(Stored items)
_ _ _
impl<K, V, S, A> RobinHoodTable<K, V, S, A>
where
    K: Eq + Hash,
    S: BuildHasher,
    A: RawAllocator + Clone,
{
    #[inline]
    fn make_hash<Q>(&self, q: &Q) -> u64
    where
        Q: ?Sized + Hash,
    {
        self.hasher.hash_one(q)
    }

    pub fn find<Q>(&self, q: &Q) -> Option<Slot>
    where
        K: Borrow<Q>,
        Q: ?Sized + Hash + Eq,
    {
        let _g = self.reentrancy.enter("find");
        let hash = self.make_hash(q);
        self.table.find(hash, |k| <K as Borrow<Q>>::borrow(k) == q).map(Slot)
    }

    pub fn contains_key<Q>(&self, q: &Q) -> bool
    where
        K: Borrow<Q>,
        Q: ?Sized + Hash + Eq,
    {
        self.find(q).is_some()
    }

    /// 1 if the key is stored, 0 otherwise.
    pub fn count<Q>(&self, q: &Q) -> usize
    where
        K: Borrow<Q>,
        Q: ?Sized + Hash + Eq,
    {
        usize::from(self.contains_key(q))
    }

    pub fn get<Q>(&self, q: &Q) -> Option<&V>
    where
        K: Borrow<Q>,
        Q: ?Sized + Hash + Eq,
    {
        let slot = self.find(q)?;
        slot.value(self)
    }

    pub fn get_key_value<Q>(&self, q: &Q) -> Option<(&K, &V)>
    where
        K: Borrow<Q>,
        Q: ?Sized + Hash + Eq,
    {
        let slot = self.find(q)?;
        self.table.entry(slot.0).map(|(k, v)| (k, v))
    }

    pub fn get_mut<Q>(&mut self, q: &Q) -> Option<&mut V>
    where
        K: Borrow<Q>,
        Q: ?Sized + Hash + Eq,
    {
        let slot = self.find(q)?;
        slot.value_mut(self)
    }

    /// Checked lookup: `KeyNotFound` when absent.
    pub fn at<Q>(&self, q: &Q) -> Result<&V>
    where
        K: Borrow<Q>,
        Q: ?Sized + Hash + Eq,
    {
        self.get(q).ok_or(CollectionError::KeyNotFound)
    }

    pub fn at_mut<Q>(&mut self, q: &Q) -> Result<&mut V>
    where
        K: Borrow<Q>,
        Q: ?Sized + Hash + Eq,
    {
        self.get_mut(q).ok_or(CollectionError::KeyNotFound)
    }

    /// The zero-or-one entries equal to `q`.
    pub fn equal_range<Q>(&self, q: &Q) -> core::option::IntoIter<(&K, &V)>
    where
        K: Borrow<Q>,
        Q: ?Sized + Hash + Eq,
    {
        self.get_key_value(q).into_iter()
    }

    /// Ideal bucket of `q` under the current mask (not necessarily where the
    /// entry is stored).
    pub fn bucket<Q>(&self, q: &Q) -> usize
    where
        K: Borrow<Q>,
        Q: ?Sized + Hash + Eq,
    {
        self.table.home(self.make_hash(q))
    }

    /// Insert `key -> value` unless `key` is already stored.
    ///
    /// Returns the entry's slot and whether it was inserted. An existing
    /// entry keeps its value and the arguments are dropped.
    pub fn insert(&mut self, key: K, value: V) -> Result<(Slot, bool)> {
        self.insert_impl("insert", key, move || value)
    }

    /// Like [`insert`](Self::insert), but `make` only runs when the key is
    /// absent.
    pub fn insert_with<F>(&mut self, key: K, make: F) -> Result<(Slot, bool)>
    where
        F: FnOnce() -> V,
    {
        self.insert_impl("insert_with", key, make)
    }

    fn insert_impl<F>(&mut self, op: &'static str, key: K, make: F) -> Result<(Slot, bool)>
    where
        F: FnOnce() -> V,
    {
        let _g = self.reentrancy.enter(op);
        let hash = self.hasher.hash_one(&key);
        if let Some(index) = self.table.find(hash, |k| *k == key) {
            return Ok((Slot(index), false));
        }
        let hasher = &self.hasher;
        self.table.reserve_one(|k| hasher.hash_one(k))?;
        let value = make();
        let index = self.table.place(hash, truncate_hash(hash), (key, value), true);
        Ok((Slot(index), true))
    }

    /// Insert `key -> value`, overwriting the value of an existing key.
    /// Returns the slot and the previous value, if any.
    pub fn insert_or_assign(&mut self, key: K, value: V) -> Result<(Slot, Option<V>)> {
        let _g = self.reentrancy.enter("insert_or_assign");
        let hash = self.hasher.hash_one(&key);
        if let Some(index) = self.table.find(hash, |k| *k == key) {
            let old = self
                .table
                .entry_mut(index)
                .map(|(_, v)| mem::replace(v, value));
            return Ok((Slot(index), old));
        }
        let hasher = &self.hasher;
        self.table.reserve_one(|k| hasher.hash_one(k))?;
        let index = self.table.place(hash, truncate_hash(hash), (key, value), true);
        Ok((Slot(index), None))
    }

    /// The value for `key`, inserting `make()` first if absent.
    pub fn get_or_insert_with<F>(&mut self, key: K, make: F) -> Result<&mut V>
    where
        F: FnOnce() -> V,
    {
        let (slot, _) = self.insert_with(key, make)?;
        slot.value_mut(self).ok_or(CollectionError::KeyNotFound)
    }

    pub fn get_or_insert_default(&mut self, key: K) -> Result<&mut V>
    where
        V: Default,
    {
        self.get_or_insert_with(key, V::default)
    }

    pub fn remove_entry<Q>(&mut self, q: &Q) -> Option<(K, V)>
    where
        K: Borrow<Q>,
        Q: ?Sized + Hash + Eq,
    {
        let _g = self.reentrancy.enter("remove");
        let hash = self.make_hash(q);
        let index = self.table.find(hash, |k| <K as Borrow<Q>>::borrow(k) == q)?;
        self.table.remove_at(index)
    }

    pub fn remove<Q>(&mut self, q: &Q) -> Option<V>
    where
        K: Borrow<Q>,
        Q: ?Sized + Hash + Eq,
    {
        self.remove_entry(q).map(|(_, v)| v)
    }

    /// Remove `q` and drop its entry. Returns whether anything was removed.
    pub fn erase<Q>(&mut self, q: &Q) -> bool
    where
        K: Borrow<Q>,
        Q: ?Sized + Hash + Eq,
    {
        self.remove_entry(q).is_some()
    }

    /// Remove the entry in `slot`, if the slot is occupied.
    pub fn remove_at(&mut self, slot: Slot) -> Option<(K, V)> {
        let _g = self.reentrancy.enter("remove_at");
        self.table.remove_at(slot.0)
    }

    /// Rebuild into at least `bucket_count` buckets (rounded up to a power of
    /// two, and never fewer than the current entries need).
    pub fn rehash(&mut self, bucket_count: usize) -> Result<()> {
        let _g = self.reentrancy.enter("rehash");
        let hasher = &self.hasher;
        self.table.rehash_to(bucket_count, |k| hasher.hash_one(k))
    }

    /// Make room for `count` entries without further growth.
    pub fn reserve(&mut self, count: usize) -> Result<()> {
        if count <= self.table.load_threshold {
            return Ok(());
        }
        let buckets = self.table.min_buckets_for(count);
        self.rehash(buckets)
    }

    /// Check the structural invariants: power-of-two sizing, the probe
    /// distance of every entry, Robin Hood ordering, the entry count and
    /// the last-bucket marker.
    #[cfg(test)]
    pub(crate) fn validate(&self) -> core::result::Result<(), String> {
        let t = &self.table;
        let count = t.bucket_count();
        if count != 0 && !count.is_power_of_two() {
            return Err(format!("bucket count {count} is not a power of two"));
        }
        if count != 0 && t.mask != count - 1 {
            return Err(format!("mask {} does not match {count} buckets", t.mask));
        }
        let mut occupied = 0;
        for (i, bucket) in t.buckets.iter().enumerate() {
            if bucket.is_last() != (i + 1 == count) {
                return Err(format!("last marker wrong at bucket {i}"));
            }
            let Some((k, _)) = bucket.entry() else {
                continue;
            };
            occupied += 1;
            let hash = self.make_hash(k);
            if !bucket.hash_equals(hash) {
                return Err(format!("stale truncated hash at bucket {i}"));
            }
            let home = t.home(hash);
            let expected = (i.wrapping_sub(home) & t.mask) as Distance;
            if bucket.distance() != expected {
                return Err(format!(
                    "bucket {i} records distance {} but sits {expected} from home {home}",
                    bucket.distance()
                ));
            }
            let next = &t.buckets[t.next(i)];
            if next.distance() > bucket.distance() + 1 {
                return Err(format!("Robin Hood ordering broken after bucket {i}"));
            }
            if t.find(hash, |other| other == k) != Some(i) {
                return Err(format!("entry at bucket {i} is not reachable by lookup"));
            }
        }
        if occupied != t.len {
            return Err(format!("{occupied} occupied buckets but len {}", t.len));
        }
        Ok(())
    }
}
_ _ _
▶ [AIM OF THE TASK] Check every line above for the string "format" and copy those that have it.

▶ [ANSWER AREA]
            return Err(format!("bucket count {count} is not a power of two"));
            return Err(format!("mask {} does not match {count} buckets", t.mask));
                return Err(format!("last marker wrong at bucket {i}"));
                return Err(format!("stale truncated hash at bucket {i}"));
                return Err(format!(
                return Err(format!("Robin Hood ordering broken after bucket {i}"));
                return Err(format!("entry at bucket {i} is not reachable by lookup"));
            return Err(format!("{occupied} occupied buckets but len {}", t.len));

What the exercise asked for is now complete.